Gas-fueled locomotives are not a new idea. Plymouth Locomotive Company built the first propane-fueled rail engine as early as 1936.

The industry has experimented with natural gas-fueled trains on a small scale for the past 80 years without ever moving beyond the prototype stage.

“Some members of the regulatory, engine supply and fuel supply communities believe railroads have an opportunity to use natural gas as a locomotive fuel to help meet emissions and performance goals,” Burlington Northern and Santa Fe (BNSF), Union Pacific (UPRR) and the Association of American Railroads wrote in a joint report in November 2007.

“Except for some potential niche applications, the railroads disagree,” they told the California Air Resources Board (“An evaluation of natural-gas fueled locomotives”).

But less than six years later, BNSF and the other major operators are sounding far more enthusiastic.
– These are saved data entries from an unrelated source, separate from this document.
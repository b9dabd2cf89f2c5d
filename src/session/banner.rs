//! Startup banner.

use crate::terminal::{BOLD, RESET, box_bottom, box_line, box_line_center, box_top};

pub fn print() {
    box_top("ClatShield");
    box_line("");
    box_line_center(&format!(
        "{BOLD}C L A T S H I E L D   P A S S W O R D   T O O L{RESET}"
    ));
    box_line_center(&format!("v{}", env!("CARGO_PKG_VERSION")));
    box_line("");
    box_line_center("Digital Defense, One Password At A Time");
    box_line("");
    box_bottom();
    println!();
}
//! Password generation.

use rand::seq::SliceRandom;
use rand::{CryptoRng, Rng};

use super::charset;
use crate::settings::Settings;

#[derive(Debug, PartialEq, Eq)]
pub enum GenerateError {
    InvalidLength,
    NoClassesSelected,
    TooShort { length: usize, classes: usize },
}

impl std::fmt::Display for GenerateError {
    fn fmt(&self, f: &mut std::fmt::Formatter<'_>) -> std::fmt::Result {
        match self {
            GenerateError::InvalidLength => {
                write!(f, "Password length must be at least 1.")
            }
            GenerateError::NoClassesSelected => {
                write!(
                    f,
                    "No character types selected. At least one type must be chosen."
                )
            }
            GenerateError::TooShort { length, classes } => {
                write!(
                    f,
                    "Password length ({length}) is too short to include at least one \
                     char from each of the {classes} selected categories."
                )
            }
        }
    }
}

/// Generate a single password based on settings.
///
/// Every draw comes from the caller's CSPRNG. The result is exactly
/// `pass_length` characters, contains no two equal adjacent characters, and
/// (with `require_each`) at least one character from each selected class.
pub fn generate<R: Rng + CryptoRng>(
    rng: &mut R,
    settings: &Settings,
) -> Result<String, GenerateError> {
    if settings.pass_length < 1 {
        return Err(GenerateError::InvalidLength);
    }

    let pools = charset::pools(settings);
    if pools.is_empty() {
        return Err(GenerateError::NoClassesSelected);
    }

    if settings.require_each && settings.pass_length < pools.len() {
        return Err(GenerateError::TooShort {
            length: settings.pass_length,
            classes: pools.len(),
        });
    }

    let alphabet = charset::build(settings);
    let mut chars = assemble(rng, settings, &pools, &alphabet);

    // The assembled sequence has no adjacent repeats (class representatives
    // come from disjoint pools, the fill loop rejects repeats), so a valid
    // permutation exists and re-shuffling terminates.
    loop {
        chars.shuffle(rng);
        if no_adjacent_repeats(&chars) {
            break;
        }
    }

    // Safety: charset is all ASCII
    Ok(unsafe { String::from_utf8_unchecked(chars) })
}

/// Seed one representative per selected pool (if required), then fill with
/// uniform alphabet draws, redrawing any candidate equal to the last
/// appended character.
fn assemble<R: Rng + CryptoRng>(
    rng: &mut R,
    settings: &Settings,
    pools: &[&'static [u8]],
    alphabet: &[u8],
) -> Vec<u8> {
    let mut chars: Vec<u8> = Vec::with_capacity(settings.pass_length);

    if settings.require_each {
        for pool in pools {
            chars.push(pool[rng.gen_range(0..pool.len())]);
        }
    }

    while chars.len() < settings.pass_length {
        let candidate = alphabet[rng.gen_range(0..alphabet.len())];
        if chars.last() != Some(&candidate) {
            chars.push(candidate);
        }
    }

    chars
}

fn no_adjacent_repeats(chars: &[u8]) -> bool {
    chars.windows(2).all(|pair| pair[0] != pair[1])
}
“The use of liquefied natural gas is a potential transformational change for our railroad and for our industry,” BSNF’s Chief Executive Matthew Rose told an energy industry conference in March 2013 (“BNSF to test liquefied natural gas in road locomotives”).

The 2007 evaluation was written as part of a memorandum of understanding between the railroads and environmental regulators concerned about air pollution in and around the rail yards in California.

The railroads told air-quality regulators that gas-fueled trains were not a cost-effective way to reduce emissions of particulates and nitrogen oxides. It would be cheaper and more effective to focus on improving the efficiency and emissions filters on diesel locomotives, they said.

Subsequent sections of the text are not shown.